- [ACTION ITEM]: Take the material below and output exactly the run of lines from the one containing "pub fn new(message: impl" down to the one containing "on the page", with both included.

- [PROVIDED DATA]:
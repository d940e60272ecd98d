//! Memoized computation keyed on its input

/// Caches the last computed value and recomputes only when the key changes
#[derive(Debug, Clone)]
pub struct Memo<K, V> {
    cached: Option<(K, V)>,
    computations: usize,
}

impl<K: PartialEq, V> Memo<K, V> {
    pub fn new() -> Self {
        Self {
            cached: None,
            computations: 0,
        }
    }

    /// Return the value for `key`, running `compute` only on a cache miss
    pub fn get_or_compute(&mut self, key: K, compute: impl FnOnce(&K) -> V) -> &V {
        let fresh = matches!(&self.cached, Some((cached_key, _)) if *cached_key == key);
        if !fresh {
            self.cached = None;
        }

        let computations = &mut self.computations;
        let (_, value) = self.cached.get_or_insert_with(|| {
            *computations += 1;
            let value = compute(&key);
            (key, value)
        });
        value
    }

    /// Last computed value, if any
    pub fn value(&self) -> Option<&V> {
        self.cached.as_ref().map(|(_, value)| value)
    }

    /// How many times the computation has actually run
    pub fn computations(&self) -> usize {
        self.computations
    }
}

impl<K: PartialEq, V> Default for Memo<K, V> {
    fn default() -> Self {
        Self::new()
    }
}

/// Adds `num` to a running total ten times.
///
/// The total is widened to `i128`, where ten times any `i64` fits exactly.
pub fn expensive_calculation(num: i64) -> i128 {
    tracing::debug!("computing...");
    let mut total: i128 = 0;
    for _ in 0..10 {
        total += i128::from(num);
    }
    total
}

/// Which input of the memo panel receives keystrokes
#[derive(Debug, Clone, Copy, PartialEq, Eq, Default)]
pub enum MemoField {
    #[default]
    Number,
    Text,
}

impl MemoField {
    pub fn toggle(&self) -> Self {
        match self {
            Self::Number => Self::Text,
            Self::Text => Self::Number,
        }
    }
}

/// State of the memo panel: a number feeding the cached calculation and an
/// unrelated text input that must not trigger recomputation
#[derive(Debug, Clone)]
pub struct MemoExample {
    number: i64,
    text: String,
    pub active_field: MemoField,
    memo: Memo<i64, i128>,
}

impl MemoExample {
    pub fn new() -> Self {
        let mut example = Self {
            number: 0,
            text: String::new(),
            active_field: MemoField::default(),
            memo: Memo::new(),
        };
        example.refresh();
        example
    }

    pub fn number(&self) -> i64 {
        self.number
    }

    pub fn text(&self) -> &str {
        &self.text
    }

    /// Result of the calculation for the current number
    pub fn calculation(&self) -> i128 {
        self.memo.value().copied().unwrap_or_default()
    }

    pub fn computations(&self) -> usize {
        self.memo.computations()
    }

    /// Append a digit. A digit that would overflow the number is dropped.
    pub fn push_digit(&mut self, digit: char) {
        let Some(digit) = digit.to_digit(10).map(i64::from) else {
            return;
        };

        let shifted = self.number.checked_mul(10);
        let next = if self.number < 0 {
            shifted.and_then(|n| n.checked_sub(digit))
        } else {
            shifted.and_then(|n| n.checked_add(digit))
        };

        match next {
            Some(number) => {
                self.number = number;
                self.refresh();
            }
            None => tracing::debug!("Ignoring digit {digit}, number would overflow"),
        }
    }

    pub fn pop_digit(&mut self) {
        self.number /= 10;
        self.refresh();
    }

    pub fn step(&mut self, delta: i64) {
        self.number = self.number.saturating_add(delta);
        self.refresh();
    }

    pub fn set_text(&mut self, text: String) {
        self.text = text;
        self.refresh();
    }

    fn refresh(&mut self) {
        self.memo.get_or_compute(self.number, |n| expensive_calculation(*n));
    }
}

impl Default for MemoExample {
    fn default() -> Self {
        Self::new()
    }
}
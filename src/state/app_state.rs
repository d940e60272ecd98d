//! Application state definitions

use super::counter::Counter;
use super::fetch::FetchList;
use super::forms::ProfileStore;
use super::login::LoginForm;
use super::memo::MemoExample;
use chrono::{DateTime, Local};

/// Panel that currently receives key input
#[derive(Debug, Clone, Copy, PartialEq, Eq, Default)]
pub enum Panel {
    #[default]
    Counter,
    Users,
    ThemedBox,
    Profile,
    Memo,
    Login,
}

impl Panel {
    pub const ALL: [Panel; 6] = [
        Self::Counter,
        Self::Users,
        Self::ThemedBox,
        Self::Profile,
        Self::Memo,
        Self::Login,
    ];

    pub fn next(&self) -> Self {
        match self {
            Self::Counter => Self::Users,
            Self::Users => Self::ThemedBox,
            Self::ThemedBox => Self::Profile,
            Self::Profile => Self::Memo,
            Self::Memo => Self::Login,
            Self::Login => Self::Counter,
        }
    }

    pub fn prev(&self) -> Self {
        match self {
            Self::Counter => Self::Login,
            Self::Users => Self::Counter,
            Self::ThemedBox => Self::Users,
            Self::Profile => Self::ThemedBox,
            Self::Memo => Self::Profile,
            Self::Login => Self::Memo,
        }
    }

    pub fn title(&self) -> &'static str {
        match self {
            Self::Counter => "Counter",
            Self::Users => "Users",
            Self::ThemedBox => "Theme",
            Self::Profile => "Reducer Form",
            Self::Memo => "Memo",
            Self::Login => "Login",
        }
    }
}

/// Which input of the reducer form receives keystrokes
#[derive(Debug, Clone, Copy, PartialEq, Eq, Default)]
pub enum ProfileField {
    #[default]
    Name,
    Email,
}

impl ProfileField {
    pub fn toggle(&self) -> Self {
        match self {
            Self::Name => Self::Email,
            Self::Email => Self::Name,
        }
    }
}

/// Message produced by a form submit, shown in the status bar
#[derive(Debug, Clone, PartialEq, Eq)]
pub struct Notice {
    pub message: String,
    pub at: DateTime<Local>,
}

impl Notice {
    pub fn new(message: impl Into<String>) -> Self {
        Self {
            message: message.into(),
            at: Local::now(),
        }
    }

    pub fn display(&self) -> String {
        format!("[{}] {}", self.at.format("%H:%M:%S"), self.message)
    }
}

/// State of every panel on the page
pub struct AppState {
    pub focused_panel: Panel,
    pub counter: Counter,
    pub users: FetchList,
    pub profile: ProfileStore,
    pub profile_field: ProfileField,
    pub memo: MemoExample,
    pub login: LoginForm,
    pub last_notice: Option<Notice>,
}

impl AppState {
    pub fn new(login: LoginForm) -> Self {
        Self {
            focused_panel: Panel::default(),
            counter: Counter::default(),
            users: FetchList::new(),
            profile: ProfileStore::new(),
            profile_field: ProfileField::default(),
            memo: MemoExample::new(),
            login,
            last_notice: None,
        }
    }

    pub fn focus_next(&mut self) {
        self.focused_panel = self.focused_panel.next();
    }

    pub fn focus_prev(&mut self) {
        self.focused_panel = self.focused_panel.prev();
    }

    pub fn is_focused(&self, panel: Panel) -> bool {
        self.focused_panel == panel
    }
}
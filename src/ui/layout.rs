//! Page layout (header, panel grid, status bar)

use super::theme::Palette;
use crate::state::{AppState, Panel};
use ratatui::{
    layout::{Constraint, Direction, Layout, Rect},
    style::Style,
    text::{Line, Span},
    widgets::Paragraph,
    Frame,
};

/// Areas of the page
#[derive(Debug, Clone, Copy, PartialEq, Eq)]
pub struct PageLayout {
    pub header: Rect,
    pub panels: [Rect; 6],
    pub status_bar: Rect,
}

impl PageLayout {
    /// Area assigned to one panel
    pub fn panel(&self, panel: Panel) -> Rect {
        let idx = Panel::ALL
            .iter()
            .position(|p| *p == panel)
            .unwrap_or_default();
        self.panels[idx]
    }
}

/// Split the page into a header, a two-column grid of panels and a status bar
pub fn create_layout(area: Rect) -> PageLayout {
    let chunks = Layout::default()
        .direction(Direction::Vertical)
        .constraints([
            Constraint::Length(2), // Header
            Constraint::Min(0),    // Panels
            Constraint::Length(1), // Status bar
        ])
        .split(area);

    let rows = Layout::default()
        .direction(Direction::Vertical)
        .constraints([
            Constraint::Ratio(1, 3),
            Constraint::Ratio(1, 3),
            Constraint::Ratio(1, 3),
        ])
        .split(chunks[1]);

    let mut panels = [Rect::default(); 6];
    for (row_idx, row) in rows.iter().enumerate() {
        let columns = Layout::default()
            .direction(Direction::Horizontal)
            .constraints([Constraint::Percentage(50), Constraint::Percentage(50)])
            .split(*row);
        panels[row_idx * 2] = columns[0];
        panels[row_idx * 2 + 1] = columns[1];
    }

    PageLayout {
        header: chunks[0],
        panels,
        status_bar: chunks[2],
    }
}

/// Draw the page title and global key hints
pub fn draw_header(frame: &mut Frame, area: Rect, palette: &Palette) {
    let lines = vec![
        Line::from(Span::styled("State Management Showcase", palette.title())),
        Line::from(Span::styled(
            "Tab/Shift+Tab:focus  ^T:theme  Esc/^C:quit",
            palette.muted(),
        )),
    ];
    frame.render_widget(Paragraph::new(lines).style(palette.base()), area);
}

/// Draw the status bar
pub fn draw_status_bar(frame: &mut Frame, area: Rect, state: &AppState, palette: &Palette) {
    let mut spans = vec![Span::styled(
        format!(" {} ", state.focused_panel.title()),
        Style::default()
            .fg(palette.background)
            .bg(palette.border_focused),
    )];

    spans.push(Span::styled(
        format!(" {}", get_panel_hints(state.focused_panel)),
        palette.muted(),
    ));

    if let Some(notice) = &state.last_notice {
        spans.push(Span::styled(" | ", palette.muted()));
        spans.push(Span::styled(notice.display(), palette.accent()));
    }

    let status = Paragraph::new(Line::from(spans)).style(palette.base());
    frame.render_widget(status, area);
}

/// Get keyboard hints for the focused panel
fn get_panel_hints(panel: Panel) -> &'static str {
    match panel {
        Panel::Counter => "+/Enter:add  r:reset",
        Panel::Users => "j/k:nav",
        Panel::ThemedBox => "Enter/t:toggle theme",
        Panel::Profile => "↑/↓:field  Enter:submit  ^R:reset",
        Panel::Memo => "↑/↓:field  +/-:step",
        Panel::Login => "↑/↓:field  Enter:login",
    }
}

- [SOLUTION TO THE EXERCISE]:
    pub fn new(message: impl Into<String>) -> Self {
        Self {
            message: message.into(),
            at: Local::now(),
        }
    }

    pub fn display(&self) -> String {
        format!("[{}] {}", self.at.format("%H:%M:%S"), self.message)
    }
}

/// State of every panel on the page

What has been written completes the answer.